If a line of the material contains "push", copy it.

____________________

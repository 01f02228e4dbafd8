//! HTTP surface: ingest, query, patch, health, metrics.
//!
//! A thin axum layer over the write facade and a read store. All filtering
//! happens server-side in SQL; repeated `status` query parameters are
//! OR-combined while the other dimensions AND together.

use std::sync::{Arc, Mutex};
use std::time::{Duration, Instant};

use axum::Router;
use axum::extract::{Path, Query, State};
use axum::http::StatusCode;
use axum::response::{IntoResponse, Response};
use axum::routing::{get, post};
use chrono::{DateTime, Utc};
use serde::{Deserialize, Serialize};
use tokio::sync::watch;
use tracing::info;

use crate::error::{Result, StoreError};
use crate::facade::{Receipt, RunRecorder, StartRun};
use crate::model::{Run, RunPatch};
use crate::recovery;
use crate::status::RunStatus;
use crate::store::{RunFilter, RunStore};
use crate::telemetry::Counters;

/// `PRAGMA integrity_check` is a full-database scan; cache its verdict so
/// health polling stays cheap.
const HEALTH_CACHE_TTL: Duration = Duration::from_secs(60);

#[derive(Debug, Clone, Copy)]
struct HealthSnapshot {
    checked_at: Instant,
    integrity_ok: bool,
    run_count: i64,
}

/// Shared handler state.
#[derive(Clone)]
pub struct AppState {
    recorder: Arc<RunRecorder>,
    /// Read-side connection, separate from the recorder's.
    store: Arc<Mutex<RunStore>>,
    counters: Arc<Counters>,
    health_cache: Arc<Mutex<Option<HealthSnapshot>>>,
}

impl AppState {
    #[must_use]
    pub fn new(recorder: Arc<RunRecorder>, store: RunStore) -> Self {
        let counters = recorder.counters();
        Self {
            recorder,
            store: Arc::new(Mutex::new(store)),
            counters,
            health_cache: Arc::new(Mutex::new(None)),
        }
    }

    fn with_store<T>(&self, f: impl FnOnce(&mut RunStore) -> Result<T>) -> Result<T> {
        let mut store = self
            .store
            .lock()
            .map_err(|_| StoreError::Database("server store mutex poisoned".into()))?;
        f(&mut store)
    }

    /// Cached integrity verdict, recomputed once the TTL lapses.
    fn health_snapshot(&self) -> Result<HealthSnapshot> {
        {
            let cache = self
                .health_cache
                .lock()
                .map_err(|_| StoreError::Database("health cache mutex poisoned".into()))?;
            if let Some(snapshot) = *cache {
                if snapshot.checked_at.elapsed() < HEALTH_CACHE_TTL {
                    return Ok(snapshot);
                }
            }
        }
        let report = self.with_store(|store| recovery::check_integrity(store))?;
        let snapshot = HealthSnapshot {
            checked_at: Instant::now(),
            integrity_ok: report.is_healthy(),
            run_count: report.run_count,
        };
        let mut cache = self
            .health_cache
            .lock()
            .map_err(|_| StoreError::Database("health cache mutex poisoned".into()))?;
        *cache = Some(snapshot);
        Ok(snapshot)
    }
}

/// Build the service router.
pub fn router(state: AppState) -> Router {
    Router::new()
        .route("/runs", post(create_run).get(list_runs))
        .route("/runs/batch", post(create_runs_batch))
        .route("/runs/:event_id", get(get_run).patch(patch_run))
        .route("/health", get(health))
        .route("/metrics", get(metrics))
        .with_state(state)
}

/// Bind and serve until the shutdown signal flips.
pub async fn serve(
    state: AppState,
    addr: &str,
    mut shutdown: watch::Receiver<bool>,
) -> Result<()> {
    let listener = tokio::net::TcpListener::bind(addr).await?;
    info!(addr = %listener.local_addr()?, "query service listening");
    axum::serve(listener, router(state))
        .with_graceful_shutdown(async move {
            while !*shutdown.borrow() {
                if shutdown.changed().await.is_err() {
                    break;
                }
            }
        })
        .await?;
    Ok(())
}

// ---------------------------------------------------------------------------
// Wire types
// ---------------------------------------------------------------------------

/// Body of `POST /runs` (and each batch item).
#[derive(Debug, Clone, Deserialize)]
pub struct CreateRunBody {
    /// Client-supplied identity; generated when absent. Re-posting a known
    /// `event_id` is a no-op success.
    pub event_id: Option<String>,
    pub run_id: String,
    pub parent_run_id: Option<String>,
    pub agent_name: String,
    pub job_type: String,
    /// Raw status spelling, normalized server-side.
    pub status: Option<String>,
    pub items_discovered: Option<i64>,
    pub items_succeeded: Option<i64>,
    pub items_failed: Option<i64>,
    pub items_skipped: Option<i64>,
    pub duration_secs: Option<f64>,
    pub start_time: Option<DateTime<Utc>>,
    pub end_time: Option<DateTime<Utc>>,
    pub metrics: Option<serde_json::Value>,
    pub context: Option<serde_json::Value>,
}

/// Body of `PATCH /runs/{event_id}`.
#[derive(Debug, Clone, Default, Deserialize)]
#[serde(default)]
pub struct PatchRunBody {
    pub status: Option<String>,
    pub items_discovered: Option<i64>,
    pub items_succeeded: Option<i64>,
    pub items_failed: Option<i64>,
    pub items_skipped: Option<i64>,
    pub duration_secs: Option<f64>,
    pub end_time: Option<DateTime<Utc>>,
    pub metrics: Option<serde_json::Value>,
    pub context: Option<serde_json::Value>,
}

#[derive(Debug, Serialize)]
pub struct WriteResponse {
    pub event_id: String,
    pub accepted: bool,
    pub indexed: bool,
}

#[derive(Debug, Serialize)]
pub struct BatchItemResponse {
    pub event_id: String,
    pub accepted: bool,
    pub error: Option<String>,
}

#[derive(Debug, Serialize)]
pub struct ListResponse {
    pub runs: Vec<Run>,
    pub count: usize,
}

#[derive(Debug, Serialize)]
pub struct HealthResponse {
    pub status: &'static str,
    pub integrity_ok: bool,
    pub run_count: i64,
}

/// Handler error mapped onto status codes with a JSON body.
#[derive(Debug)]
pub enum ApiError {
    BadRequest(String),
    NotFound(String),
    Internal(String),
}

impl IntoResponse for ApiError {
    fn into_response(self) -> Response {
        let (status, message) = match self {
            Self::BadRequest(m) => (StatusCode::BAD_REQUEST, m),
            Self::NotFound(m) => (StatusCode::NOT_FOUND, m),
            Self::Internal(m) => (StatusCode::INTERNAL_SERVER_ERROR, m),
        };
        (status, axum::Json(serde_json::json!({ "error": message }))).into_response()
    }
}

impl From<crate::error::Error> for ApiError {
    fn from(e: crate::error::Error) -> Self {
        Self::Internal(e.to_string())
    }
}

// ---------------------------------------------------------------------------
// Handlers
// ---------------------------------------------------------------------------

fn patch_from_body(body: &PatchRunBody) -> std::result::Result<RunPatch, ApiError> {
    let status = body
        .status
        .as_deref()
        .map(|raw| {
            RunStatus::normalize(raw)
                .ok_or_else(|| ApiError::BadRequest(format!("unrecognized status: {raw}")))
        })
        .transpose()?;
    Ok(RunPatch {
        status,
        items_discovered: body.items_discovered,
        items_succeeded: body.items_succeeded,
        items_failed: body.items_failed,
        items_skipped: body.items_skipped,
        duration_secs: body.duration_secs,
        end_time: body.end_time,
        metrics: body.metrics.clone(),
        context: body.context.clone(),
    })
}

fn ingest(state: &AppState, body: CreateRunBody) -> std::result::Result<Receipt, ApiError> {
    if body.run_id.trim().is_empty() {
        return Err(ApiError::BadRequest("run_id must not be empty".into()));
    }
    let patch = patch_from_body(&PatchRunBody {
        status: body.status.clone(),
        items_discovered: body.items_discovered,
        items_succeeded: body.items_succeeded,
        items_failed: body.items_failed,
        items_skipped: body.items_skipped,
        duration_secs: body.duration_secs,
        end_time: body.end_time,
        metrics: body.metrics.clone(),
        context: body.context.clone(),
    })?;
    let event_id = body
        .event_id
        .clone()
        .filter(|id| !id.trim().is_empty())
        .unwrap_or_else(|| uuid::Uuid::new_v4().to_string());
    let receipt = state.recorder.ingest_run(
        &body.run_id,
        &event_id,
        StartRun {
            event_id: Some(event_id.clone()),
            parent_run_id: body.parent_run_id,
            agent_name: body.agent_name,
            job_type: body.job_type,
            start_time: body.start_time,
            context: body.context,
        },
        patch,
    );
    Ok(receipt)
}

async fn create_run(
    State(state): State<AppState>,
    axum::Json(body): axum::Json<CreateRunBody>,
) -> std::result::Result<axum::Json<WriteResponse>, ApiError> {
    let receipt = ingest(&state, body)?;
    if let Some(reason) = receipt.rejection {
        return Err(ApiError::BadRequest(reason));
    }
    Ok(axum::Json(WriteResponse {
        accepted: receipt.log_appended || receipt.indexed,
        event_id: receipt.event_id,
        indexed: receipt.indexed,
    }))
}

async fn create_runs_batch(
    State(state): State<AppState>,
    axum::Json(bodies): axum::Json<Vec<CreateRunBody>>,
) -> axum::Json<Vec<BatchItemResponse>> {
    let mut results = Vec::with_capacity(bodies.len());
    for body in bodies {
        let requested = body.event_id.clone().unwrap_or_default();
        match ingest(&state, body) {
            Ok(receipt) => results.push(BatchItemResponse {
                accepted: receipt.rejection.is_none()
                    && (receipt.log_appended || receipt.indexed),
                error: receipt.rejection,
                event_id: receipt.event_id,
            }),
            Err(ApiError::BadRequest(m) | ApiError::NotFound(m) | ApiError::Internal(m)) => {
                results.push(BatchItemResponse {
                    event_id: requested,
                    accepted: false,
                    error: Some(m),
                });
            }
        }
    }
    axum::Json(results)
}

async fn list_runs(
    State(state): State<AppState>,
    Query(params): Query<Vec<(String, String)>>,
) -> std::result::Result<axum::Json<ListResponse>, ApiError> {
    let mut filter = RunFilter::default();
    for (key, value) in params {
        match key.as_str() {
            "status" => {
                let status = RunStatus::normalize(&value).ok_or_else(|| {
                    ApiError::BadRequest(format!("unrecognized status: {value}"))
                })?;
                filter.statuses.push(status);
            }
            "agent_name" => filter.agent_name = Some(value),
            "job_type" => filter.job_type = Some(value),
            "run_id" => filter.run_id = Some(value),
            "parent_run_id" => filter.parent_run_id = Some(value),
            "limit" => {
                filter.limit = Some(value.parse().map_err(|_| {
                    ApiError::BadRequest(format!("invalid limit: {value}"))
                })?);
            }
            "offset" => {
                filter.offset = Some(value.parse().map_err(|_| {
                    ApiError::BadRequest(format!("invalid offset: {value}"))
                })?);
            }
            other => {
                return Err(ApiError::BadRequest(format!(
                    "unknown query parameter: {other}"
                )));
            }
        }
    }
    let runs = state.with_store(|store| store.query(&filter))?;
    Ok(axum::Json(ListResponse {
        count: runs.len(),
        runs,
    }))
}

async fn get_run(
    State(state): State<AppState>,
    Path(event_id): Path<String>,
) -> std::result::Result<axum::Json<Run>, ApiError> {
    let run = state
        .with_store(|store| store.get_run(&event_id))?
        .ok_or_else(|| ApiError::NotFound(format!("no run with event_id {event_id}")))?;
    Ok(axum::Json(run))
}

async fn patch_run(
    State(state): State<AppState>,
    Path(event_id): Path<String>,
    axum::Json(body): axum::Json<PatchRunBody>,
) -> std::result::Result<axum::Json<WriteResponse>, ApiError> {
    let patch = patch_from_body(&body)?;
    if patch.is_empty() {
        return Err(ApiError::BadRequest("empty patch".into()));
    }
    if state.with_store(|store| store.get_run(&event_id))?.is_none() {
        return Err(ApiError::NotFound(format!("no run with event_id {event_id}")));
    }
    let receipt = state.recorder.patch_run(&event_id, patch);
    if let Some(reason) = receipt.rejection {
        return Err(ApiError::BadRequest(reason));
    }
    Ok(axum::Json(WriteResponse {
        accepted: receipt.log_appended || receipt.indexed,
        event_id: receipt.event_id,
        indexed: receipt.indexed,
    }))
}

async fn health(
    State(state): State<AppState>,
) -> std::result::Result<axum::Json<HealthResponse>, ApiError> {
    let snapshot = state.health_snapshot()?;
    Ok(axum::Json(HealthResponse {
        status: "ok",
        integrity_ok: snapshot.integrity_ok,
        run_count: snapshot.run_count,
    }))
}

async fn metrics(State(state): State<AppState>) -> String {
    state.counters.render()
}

____________________

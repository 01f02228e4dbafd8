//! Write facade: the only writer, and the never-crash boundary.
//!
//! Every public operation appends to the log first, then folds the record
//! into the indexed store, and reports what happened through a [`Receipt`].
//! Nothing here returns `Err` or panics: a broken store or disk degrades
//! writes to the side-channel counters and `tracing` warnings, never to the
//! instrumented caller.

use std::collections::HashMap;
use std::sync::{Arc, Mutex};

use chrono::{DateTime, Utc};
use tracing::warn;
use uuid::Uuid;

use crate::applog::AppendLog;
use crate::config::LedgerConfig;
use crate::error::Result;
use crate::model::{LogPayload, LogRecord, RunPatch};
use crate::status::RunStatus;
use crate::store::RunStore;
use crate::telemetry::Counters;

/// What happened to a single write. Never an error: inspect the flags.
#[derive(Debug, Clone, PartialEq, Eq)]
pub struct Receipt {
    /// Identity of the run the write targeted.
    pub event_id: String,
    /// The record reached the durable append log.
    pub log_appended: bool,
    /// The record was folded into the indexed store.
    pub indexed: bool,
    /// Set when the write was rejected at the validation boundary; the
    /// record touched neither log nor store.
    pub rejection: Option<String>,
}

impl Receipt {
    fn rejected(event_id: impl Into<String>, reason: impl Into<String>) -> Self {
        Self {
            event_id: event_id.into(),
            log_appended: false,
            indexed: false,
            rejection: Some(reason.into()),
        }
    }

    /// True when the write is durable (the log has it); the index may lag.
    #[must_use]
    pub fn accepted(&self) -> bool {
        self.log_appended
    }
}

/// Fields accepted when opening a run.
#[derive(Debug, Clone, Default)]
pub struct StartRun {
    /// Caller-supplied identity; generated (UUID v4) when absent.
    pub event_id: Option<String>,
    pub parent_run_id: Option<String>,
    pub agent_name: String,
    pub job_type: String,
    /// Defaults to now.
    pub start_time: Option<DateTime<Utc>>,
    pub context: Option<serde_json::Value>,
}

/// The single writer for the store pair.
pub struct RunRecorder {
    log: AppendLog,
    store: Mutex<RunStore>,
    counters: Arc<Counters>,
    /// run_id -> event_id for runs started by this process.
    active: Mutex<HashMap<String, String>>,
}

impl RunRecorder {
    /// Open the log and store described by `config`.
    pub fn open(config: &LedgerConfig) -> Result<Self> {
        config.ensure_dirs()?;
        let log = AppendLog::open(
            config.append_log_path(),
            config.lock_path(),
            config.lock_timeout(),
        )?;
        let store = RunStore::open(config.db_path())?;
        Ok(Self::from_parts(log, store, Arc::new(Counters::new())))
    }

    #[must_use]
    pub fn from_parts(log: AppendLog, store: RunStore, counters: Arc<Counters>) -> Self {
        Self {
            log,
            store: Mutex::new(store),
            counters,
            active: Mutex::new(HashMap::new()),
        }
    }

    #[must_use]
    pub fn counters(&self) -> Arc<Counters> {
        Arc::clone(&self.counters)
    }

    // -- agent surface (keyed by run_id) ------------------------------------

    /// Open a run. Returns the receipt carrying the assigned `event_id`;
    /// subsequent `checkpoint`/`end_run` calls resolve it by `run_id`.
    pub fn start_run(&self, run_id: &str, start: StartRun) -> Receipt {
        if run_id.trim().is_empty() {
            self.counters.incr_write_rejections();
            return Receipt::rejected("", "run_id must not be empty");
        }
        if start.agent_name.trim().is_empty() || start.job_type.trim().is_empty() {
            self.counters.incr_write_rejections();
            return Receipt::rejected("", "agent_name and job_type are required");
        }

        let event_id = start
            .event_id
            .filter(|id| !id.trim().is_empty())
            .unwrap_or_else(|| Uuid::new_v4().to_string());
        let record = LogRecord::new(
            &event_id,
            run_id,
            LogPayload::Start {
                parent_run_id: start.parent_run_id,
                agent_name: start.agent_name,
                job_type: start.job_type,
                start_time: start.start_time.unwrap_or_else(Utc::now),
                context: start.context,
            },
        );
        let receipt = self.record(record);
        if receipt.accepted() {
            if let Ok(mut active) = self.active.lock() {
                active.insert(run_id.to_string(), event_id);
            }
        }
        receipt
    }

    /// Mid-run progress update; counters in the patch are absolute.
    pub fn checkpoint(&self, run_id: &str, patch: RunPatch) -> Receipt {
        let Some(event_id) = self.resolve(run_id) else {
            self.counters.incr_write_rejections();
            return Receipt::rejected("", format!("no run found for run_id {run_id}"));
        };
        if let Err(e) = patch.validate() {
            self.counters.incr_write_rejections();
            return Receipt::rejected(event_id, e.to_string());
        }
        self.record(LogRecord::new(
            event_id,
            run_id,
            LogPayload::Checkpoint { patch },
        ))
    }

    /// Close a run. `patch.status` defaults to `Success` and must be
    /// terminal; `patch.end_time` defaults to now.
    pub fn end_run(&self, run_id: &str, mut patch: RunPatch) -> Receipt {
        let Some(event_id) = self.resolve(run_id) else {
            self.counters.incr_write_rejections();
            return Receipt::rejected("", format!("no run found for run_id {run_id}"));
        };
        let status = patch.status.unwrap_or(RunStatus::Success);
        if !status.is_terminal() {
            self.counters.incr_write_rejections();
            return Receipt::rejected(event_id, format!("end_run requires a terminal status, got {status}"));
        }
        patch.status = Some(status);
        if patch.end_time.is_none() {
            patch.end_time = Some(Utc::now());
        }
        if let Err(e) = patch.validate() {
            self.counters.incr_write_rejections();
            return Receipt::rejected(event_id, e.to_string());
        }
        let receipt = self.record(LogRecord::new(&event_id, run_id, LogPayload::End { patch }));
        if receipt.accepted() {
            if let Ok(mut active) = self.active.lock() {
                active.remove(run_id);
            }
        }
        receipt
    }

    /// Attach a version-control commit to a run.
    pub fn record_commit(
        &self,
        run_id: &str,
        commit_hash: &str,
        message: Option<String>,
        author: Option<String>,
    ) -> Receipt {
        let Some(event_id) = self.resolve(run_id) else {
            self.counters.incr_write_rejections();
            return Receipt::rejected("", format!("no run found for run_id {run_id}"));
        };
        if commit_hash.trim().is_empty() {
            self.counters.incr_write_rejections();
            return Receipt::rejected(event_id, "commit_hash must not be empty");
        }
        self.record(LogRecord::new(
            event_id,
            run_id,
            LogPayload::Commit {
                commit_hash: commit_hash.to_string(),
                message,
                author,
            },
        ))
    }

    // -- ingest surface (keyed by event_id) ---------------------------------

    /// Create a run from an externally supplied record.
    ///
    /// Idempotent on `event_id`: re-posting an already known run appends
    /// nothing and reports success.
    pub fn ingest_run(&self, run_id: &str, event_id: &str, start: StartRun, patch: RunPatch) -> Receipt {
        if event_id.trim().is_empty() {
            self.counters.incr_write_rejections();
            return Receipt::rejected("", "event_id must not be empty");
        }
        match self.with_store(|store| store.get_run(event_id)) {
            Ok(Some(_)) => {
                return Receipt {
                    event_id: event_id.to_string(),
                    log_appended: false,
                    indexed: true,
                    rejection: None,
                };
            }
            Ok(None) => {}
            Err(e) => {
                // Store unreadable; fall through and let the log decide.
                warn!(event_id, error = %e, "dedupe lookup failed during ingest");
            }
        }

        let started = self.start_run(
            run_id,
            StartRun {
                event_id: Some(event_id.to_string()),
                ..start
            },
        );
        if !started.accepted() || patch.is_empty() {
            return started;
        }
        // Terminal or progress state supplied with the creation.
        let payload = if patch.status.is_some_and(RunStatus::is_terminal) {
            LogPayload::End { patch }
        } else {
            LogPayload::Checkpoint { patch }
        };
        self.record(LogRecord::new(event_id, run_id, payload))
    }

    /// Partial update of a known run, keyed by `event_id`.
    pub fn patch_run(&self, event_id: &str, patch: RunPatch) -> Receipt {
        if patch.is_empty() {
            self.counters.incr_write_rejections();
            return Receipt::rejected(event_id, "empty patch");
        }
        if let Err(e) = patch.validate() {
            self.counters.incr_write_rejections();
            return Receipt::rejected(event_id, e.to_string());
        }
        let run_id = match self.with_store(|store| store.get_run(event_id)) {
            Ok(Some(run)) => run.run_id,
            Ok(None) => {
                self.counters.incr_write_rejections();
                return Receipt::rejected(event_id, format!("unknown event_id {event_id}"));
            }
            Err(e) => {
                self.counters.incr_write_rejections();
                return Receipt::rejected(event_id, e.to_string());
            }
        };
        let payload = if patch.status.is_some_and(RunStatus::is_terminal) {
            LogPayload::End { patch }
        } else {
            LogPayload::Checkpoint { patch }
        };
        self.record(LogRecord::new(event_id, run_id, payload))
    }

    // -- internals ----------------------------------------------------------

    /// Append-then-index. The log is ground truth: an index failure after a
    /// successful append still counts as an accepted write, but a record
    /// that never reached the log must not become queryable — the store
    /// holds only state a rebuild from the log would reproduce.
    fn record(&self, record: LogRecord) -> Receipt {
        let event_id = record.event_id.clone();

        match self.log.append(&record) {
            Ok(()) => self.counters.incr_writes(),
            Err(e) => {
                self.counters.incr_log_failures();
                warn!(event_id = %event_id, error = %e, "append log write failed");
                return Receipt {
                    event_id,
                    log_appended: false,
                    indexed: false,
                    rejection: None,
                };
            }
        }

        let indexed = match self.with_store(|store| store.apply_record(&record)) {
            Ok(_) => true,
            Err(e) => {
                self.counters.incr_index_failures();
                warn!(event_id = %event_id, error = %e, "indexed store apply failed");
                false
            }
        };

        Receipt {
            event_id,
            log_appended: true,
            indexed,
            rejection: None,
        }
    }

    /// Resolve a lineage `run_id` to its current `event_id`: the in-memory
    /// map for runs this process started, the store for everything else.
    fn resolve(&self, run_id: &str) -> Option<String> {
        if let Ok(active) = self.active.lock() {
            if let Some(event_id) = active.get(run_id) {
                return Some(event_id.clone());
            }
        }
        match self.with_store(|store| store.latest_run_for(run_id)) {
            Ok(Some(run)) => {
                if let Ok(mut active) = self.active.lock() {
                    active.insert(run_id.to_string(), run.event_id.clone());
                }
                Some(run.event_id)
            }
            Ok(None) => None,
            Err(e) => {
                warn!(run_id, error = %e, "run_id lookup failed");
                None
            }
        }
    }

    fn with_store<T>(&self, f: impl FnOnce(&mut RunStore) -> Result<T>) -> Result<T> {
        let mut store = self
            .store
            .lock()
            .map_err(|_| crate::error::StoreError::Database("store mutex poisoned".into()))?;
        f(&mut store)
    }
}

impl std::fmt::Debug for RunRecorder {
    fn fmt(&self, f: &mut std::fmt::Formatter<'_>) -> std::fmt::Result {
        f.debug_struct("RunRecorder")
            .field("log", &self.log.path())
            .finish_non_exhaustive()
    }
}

____________________

Response to the exercise ::
            Ok(receipt) => results.push(BatchItemResponse {
                results.push(BatchItemResponse {
                filter.statuses.push(status);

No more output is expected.